Zaleta - indywidualność
New Beetle w rzeczywistości zapoczątkował modę na tzw. retro-look, czyli samochody nawiązujące do swoich klasycznych odpowiedników. Użytkownicy New Beetle’a zazwyczaj także nie szczędzą mu ciepłych słów: samochód budzi pozytywne uczucia, cieszy oko i daje radość z użytkowania. Rzadko ulega poważnym awariom, a dzięki konstrukcji "modularnej", identycznej z innymi samochodami koncernu VW z tych lat, nie pochłania dużych wydatków na naprawy. New Beetle dobrze nadaje się dla par, które nie mają jeszcze dzieci, chyba że ma być użytkowany jako drugie auto w rodzinie. Kabriolet to natomiast idealny fun-car na ciepłe dni.
W gamie silników znajdziemy same doskonale znane jednostki - wybór był ogromny. Podstawowa jednostka 1.4 nadaje się tylko do użytku w mieście. Nieco większe silniki benzynowe 1.6 i 2.0 mają 8 zaworów i moc 102-116 KM. Archaiczna konstrukcja jest ich zaletą - idealnie nadają się do zasilania LPG, czego nie da się powiedzieć o 20-zaworowej jednostce 1.8 wyposażonej w turbodoładowanie. Z drugiej strony - New Beetle 1.8 turbo to prawdziwe GTI. Beetle Turbo ma charakterystyczny akcent w postaci wysuwanego spoilera nad tylną szybą.
Sporadycznie na rynku pojawiają się wersje z silnikami 5-cylindrowymi 2.3 V5 (20V) i rzędowym 2.5, dostępnym tylko na rynku amerykańskim i to po liftingu.

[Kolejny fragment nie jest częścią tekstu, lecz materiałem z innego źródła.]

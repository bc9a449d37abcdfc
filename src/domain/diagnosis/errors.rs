//! Diagnosis Context - Errors

use thiserror::Error;

/// 上传图片校验错误
#[derive(Debug, Error)]
pub enum UploadError {
    #[error("不支持的图片格式: {0}（仅支持 PNG、JPG、WEBP）")]
    UnsupportedFormat(String),

    #[error("图片过大: {size} 字节（上限 {limit} 字节）")]
    TooLarge { size: u64, limit: u64 },

    #[error("图片为空: {0}")]
    Empty(String),

    #[error("读取图片失败: {0}")]
    Io(#[from] std::io::Error),
}

/// 详情解码错误
///
/// 在编排流程中被吞掉并降级为空详情，不会中断周期
#[derive(Debug, Error)]
pub enum DetailsDecodeError {
    #[error("details payload is not valid JSON: {0}")]
    Malformed(String),

    #[error("details payload is not a mapping (found {0})")]
    NotAMapping(&'static str),

    #[error("details payload is encoded more than {0} times")]
    TooDeeplyEncoded(usize),
}
//! Analytics Adapter - 预测 / 详情服务客户端实现

mod fake_analytics_client;
mod http_analytics_client;

pub use fake_analytics_client::{FakeAnalyticsClient, FakeDetails, FakePrediction};
pub use http_analytics_client::*;
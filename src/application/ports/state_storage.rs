//! State Storage Port - 预测状态持久化
//!
//! 只持久化 `{ predictionResult, uploadedImageUrl }`，加载状态与错误从不落盘

use async_trait::async_trait;
use serde::{Deserialize, Serialize};
use thiserror::Error;

use crate::domain::diagnosis::{ImageHandle, PredictionResult};

/// 当前持久化格式版本
pub const PERSISTED_STATE_VERSION: u32 = 0;

/// Storage 错误
#[derive(Debug, Error)]
pub enum StorageError {
    #[error("Database error: {0}")]
    DatabaseError(String),

    #[error("Serialization error: {0}")]
    SerializationError(String),

    #[error("IO error: {0}")]
    IoError(String),
}

/// 持久化的状态切片
#[derive(Debug, Clone, Default, PartialEq, Serialize, Deserialize)]
#[serde(rename_all = "camelCase")]
pub struct PersistedState {
    #[serde(default)]
    pub prediction_result: Option<PredictionResult>,
    #[serde(default)]
    pub uploaded_image_url: Option<ImageHandle>,
}

/// 落盘格式 `{ "state": {...}, "version": 0 }`
#[derive(Debug, Serialize, Deserialize)]
struct PersistedEnvelope {
    state: PersistedState,
    #[serde(default)]
    version: u32,
}

/// 编码为 JSON 字节
pub fn encode_persisted(state: &PersistedState) -> Result<Vec<u8>, StorageError> {
    let envelope = PersistedEnvelope {
        state: state.clone(),
        version: PERSISTED_STATE_VERSION,
    };
    serde_json::to_vec(&envelope).map_err(|e| StorageError::SerializationError(e.to_string()))
}

/// 从 JSON 字节解码
///
/// 版本不匹配时返回 `Ok(None)`，视为没有持久化状态
pub fn decode_persisted(bytes: &[u8]) -> Result<Option<PersistedState>, StorageError> {
    let envelope: PersistedEnvelope = serde_json::from_slice(bytes)
        .map_err(|e| StorageError::SerializationError(e.to_string()))?;

    if envelope.version != PERSISTED_STATE_VERSION {
        tracing::warn!(
            found = envelope.version,
            expected = PERSISTED_STATE_VERSION,
            "Discarding persisted state with unknown version"
        );
        return Ok(None);
    }
    Ok(Some(envelope.state))
}

/// State Storage Port
///
/// 单个命名空间 key 下的持久化条目
#[async_trait]
pub trait StateStoragePort: Send + Sync {
    /// 读取持久化状态，不存在时返回 None
    async fn load(&self) -> Result<Option<PersistedState>, StorageError>;

    /// 覆盖写入持久化状态
    async fn save(&self, state: &PersistedState) -> Result<(), StorageError>;

    /// 刷新到持久介质
    async fn flush(&self) -> Result<(), StorageError> {
        Ok(()) // 默认实现
    }
}
//! Configuration Loader
//!
//! 实现多源配置加载与合并逻辑
//!
//! 优先级（从高到低）：
//! 1. 环境变量
//! 2. 配置文件（config.toml）
//! 3. 默认值

use config::{Config, ConfigError as ConfigCrateError, Environment, File};
use std::path::Path;
use thiserror::Error;

use super::types::AppConfig;

/// 配置加载错误
#[derive(Debug, Error)]
pub enum ConfigError {
    #[error("Failed to load configuration: {0}")]
    LoadError(String),

    #[error("Failed to parse configuration: {0}")]
    ParseError(String),

    #[error("Configuration validation failed: {0}")]
    ValidationError(String),
}

impl From<ConfigCrateError> for ConfigError {
    fn from(err: ConfigCrateError) -> Self {
        ConfigError::LoadError(err.to_string())
    }
}

/// 配置文件搜索路径
const CONFIG_FILE_NAMES: &[&str] = &["config", "config.local"];

/// 加载应用配置
///
/// 按优先级从高到低合并配置：
/// 1. 环境变量（前缀 `DERMAI_`，层级分隔符 `__`）
/// 2. 配置文件（config.toml 或 config.local.toml）
/// 3. 默认值
///
/// # 环境变量示例
/// - `DERMAI_API__BASE_URL=http://analytics:8000`
/// - `DERMAI_API__TIMEOUT_SECS=30`
/// - `DERMAI_STORAGE__PATH=/data/dermai.sled`
/// - `DERMAI_CYCLE__CONCURRENCY=last_writer_wins`
///
/// # 参数
/// - `config_path` - 可选的配置文件路径，如果为 None 则使用默认搜索路径
///
/// # 返回
/// - `Ok(AppConfig)` - 成功加载的配置
/// - `Err(ConfigError)` - 加载失败
pub fn load_config_from_path(config_path: Option<&Path>) -> Result<AppConfig, ConfigError> {
    let mut builder = Config::builder();

    // 1. 首先设置默认值（最低优先级）
    builder = builder
        .set_default("api.base_url", "http://localhost:8000")?
        .set_default("api.prediction_path", "/analytics/prediction/")?
        .set_default("api.details_path", "/analytics/details/")?
        .set_default("api.image_field", "image")?
        .set_default("storage.path", "data/dermai.sled")?
        .set_default("storage.key", "dermai-prediction-storage")?
        .set_default("upload.max_size_bytes", 10 * 1024 * 1024)?
        .set_default("cycle.concurrency", "reject")?
        .set_default("log.level", "info")?;

    // 2. 添加配置文件（如果存在）
    if let Some(path) = config_path {
        builder = builder.add_source(File::from(path).required(true));
    } else {
        // 搜索默认配置文件
        for name in CONFIG_FILE_NAMES {
            builder = builder.add_source(File::with_name(name).required(false));
        }
    }

    // 3. 添加环境变量（最高优先级）
    // 前缀: DERMAI_
    // 层级分隔符: __ (双下划线)
    // 注意: 环境变量名会被转换为小写
    builder = builder.add_source(
        Environment::with_prefix("DERMAI")
            .prefix_separator("_")
            .separator("__")
            .try_parsing(true),
    );

    // 4. 构建配置
    let config = builder.build()?;

    // 5. 反序列化为 AppConfig
    let app_config: AppConfig = config.try_deserialize().map_err(|e| {
        ConfigError::ParseError(format!("Failed to deserialize config: {}", e))
    })?;

    // 6. 验证配置
    validate_config(&app_config)?;

    Ok(app_config)
}

/// 验证配置有效性
fn validate_config(config: &AppConfig) -> Result<(), ConfigError> {
    // 验证服务 URL
    if config.api.base_url.is_empty() {
        return Err(ConfigError::ValidationError(
            "API base URL cannot be empty".to_string(),
        ));
    }

    // 验证接口路径
    for (name, path) in [
        ("prediction_path", &config.api.prediction_path),
        ("details_path", &config.api.details_path),
    ] {
        if !path.starts_with('/') {
            return Err(ConfigError::ValidationError(format!(
                "API {} must start with '/': {}",
                name, path
            )));
        }
    }

    if config.api.image_field.is_empty() {
        return Err(ConfigError::ValidationError(
            "Image field name cannot be empty".to_string(),
        ));
    }

    if config.api.timeout_secs == Some(0) {
        return Err(ConfigError::ValidationError(
            "API timeout cannot be 0, omit it to disable".to_string(),
        ));
    }

    // 验证存储配置
    if config.storage.key.is_empty() {
        return Err(ConfigError::ValidationError(
            "Storage key cannot be empty".to_string(),
        ));
    }

    if config.upload.max_size_bytes == 0 {
        return Err(ConfigError::ValidationError(
            "Upload size limit cannot be 0".to_string(),
        ));
    }

    Ok(())
}

/// 打印配置信息（用于启动时日志）
pub fn print_config(config: &AppConfig) {
    tracing::info!("=== Application Configuration ===");
    tracing::info!("Analytics Base URL: {}", config.api.base_url);
    tracing::info!("Prediction Path: {}", config.api.prediction_path);
    tracing::info!("Details Path: {}", config.api.details_path);
    tracing::info!("Image Field: {}", config.api.image_field);
    match config.api.timeout_secs {
        Some(secs) => tracing::info!("API Timeout: {}s", secs),
        None => tracing::info!("API Timeout: none"),
    }
    tracing::info!("Storage: {:?} (key {})", config.storage.path, config.storage.key);
    tracing::info!("Max Upload Size: {} bytes", config.upload.max_size_bytes);
    tracing::info!("Cycle Concurrency: {:?}", config.cycle.concurrency);
    tracing::info!("Log Level: {}", config.log.level);
    tracing::info!("=================================");
}
//! Orchestration State

use serde::{Deserialize, Serialize};

use crate::application::ports::PersistedState;
use crate::domain::diagnosis::{ImageHandle, PredictionResult};

/// 编排状态
///
/// 一个周期结束时要么 `prediction_result` 有值且 `error` 为空，
/// 要么 `error` 有值且 `prediction_result` 为空
#[derive(Debug, Clone, Default, PartialEq)]
pub struct OrchestrationState {
    pub is_loading: bool,
    pub error: Option<String>,
    pub prediction_result: Option<PredictionResult>,
    pub uploaded_image_url: Option<ImageHandle>,
}

impl OrchestrationState {
    /// 从持久化切片恢复；loading / error 总是重置
    pub fn from_persisted(persisted: PersistedState) -> Self {
        Self {
            is_loading: false,
            error: None,
            prediction_result: persisted.prediction_result,
            uploaded_image_url: persisted.uploaded_image_url,
        }
    }

    /// 需要持久化的切片
    pub fn persisted(&self) -> PersistedState {
        PersistedState {
            prediction_result: self.prediction_result.clone(),
            uploaded_image_url: self.uploaded_image_url.clone(),
        }
    }

    pub fn phase(&self) -> CyclePhase {
        if self.is_loading {
            CyclePhase::Loading
        } else if self.error.is_some() {
            CyclePhase::Failed
        } else if self.prediction_result.is_some() {
            CyclePhase::Success
        } else {
            CyclePhase::Idle
        }
    }
}

/// 周期阶段
#[derive(Debug, Clone, Copy, PartialEq, Eq)]
pub enum CyclePhase {
    Idle,
    Loading,
    Success,
    Failed,
}

/// 周期重叠时的处理策略
#[derive(Debug, Clone, Copy, PartialEq, Eq, Default, Serialize, Deserialize)]
#[serde(rename_all = "snake_case")]
pub enum ConcurrencyPolicy {
    /// loading 期间拒绝新周期
    #[default]
    Reject,
    /// 不加保护，重叠周期竞争写入，最后完成者生效
    LastWriterWins,
}

/// Store 配置
#[derive(Debug, Clone, Default)]
pub struct StoreConfig {
    pub concurrency: ConcurrencyPolicy,
}

#[cfg(test)]
mod tests {
    use super::*;
    use crate::domain::diagnosis::{DiseaseDetails, PredictionCandidate};

    #[test]
    fn test_phase_derivation() {
        let mut state = OrchestrationState::default();
        assert_eq!(state.phase(), CyclePhase::Idle);

        state.is_loading = true;
        assert_eq!(state.phase(), CyclePhase::Loading);

        state.is_loading = false;
        state.error = Some("Failed to get disease prediction.".to_string());
        assert_eq!(state.phase(), CyclePhase::Failed);

        state.error = None;
        state.prediction_result = PredictionResult::new(
            ImageHandle::new("blob:x"),
            vec![PredictionCandidate::new("Eczema", 91.2)],
            DiseaseDetails::default(),
        );
        assert_eq!(state.phase(), CyclePhase::Success);
    }

    #[test]
    fn test_from_persisted_resets_transient_fields() {
        let persisted = PersistedState {
            prediction_result: None,
            uploaded_image_url: Some(ImageHandle::new("blob:x")),
        };
        let state = OrchestrationState::from_persisted(persisted.clone());
        assert!(!state.is_loading);
        assert!(state.error.is_none());
        assert_eq!(state.persisted(), persisted);
    }
}
//! Infrastructure Adapters
//!
//! 六边形架构的适配器实现

pub mod analytics;

pub use analytics::*;
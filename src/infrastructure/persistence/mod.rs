//! Persistence Layer - 数据持久化
//!
//! Sled 存储实现

pub mod sled;

pub use self::sled::SledStateStorage;
//! 展示层 - 结果视图
//!
//! Store 之外的只读消费者：决定结果页是渲染报告还是重定向回上传入口

mod report;

pub use report::{render_report, results_view, ResultsView, MEDICAL_DISCLAIMER};
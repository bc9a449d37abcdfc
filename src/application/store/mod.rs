//! Orchestration Store - 预测编排状态机
//!
//! Idle → Loading → {Success, Failed}，成功与失败都可以重新进入 Loading。
//! Store 是 `OrchestrationState` 的唯一写入者。

mod prediction_store;
mod state;

pub use prediction_store::PredictionStore;
pub use state::{ConcurrencyPolicy, CyclePhase, OrchestrationState, StoreConfig};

Sporym zainteresowaniem cieszą się natomiast New Beetle TDI: wszystkie mają silnik 1.9. Aż do liftingu wytwarzano prostą wersję 90-konną z pompą wtryskową, równolegle jednak była w ofercie odmiana z pompowtryskiwaczami (101-105 KM).
Wady - głównie drobne
W egzemplarzach sprzed liftingu zaczynają już dość powszechnie ujawniać się wady wynikające z drobnych niedopracowań konstrukcyjnych. Czasem bywają one zabawne: wciskamy guzik otwierania bagażnika w kabinie, ale zanim zdążymy dobiec do tyłu auta, klapa "osiada" i mechanizm znów się blokuje. Bardziej frustrująca bywa niemożność wymiany żarówki przedniego reflektora - z tym zadaniem nie poradzimy sobie gołymi rękami. Przed zakupem sprawdźmy, czy działają światła hamulcowe - awarie ich włącznika to norma.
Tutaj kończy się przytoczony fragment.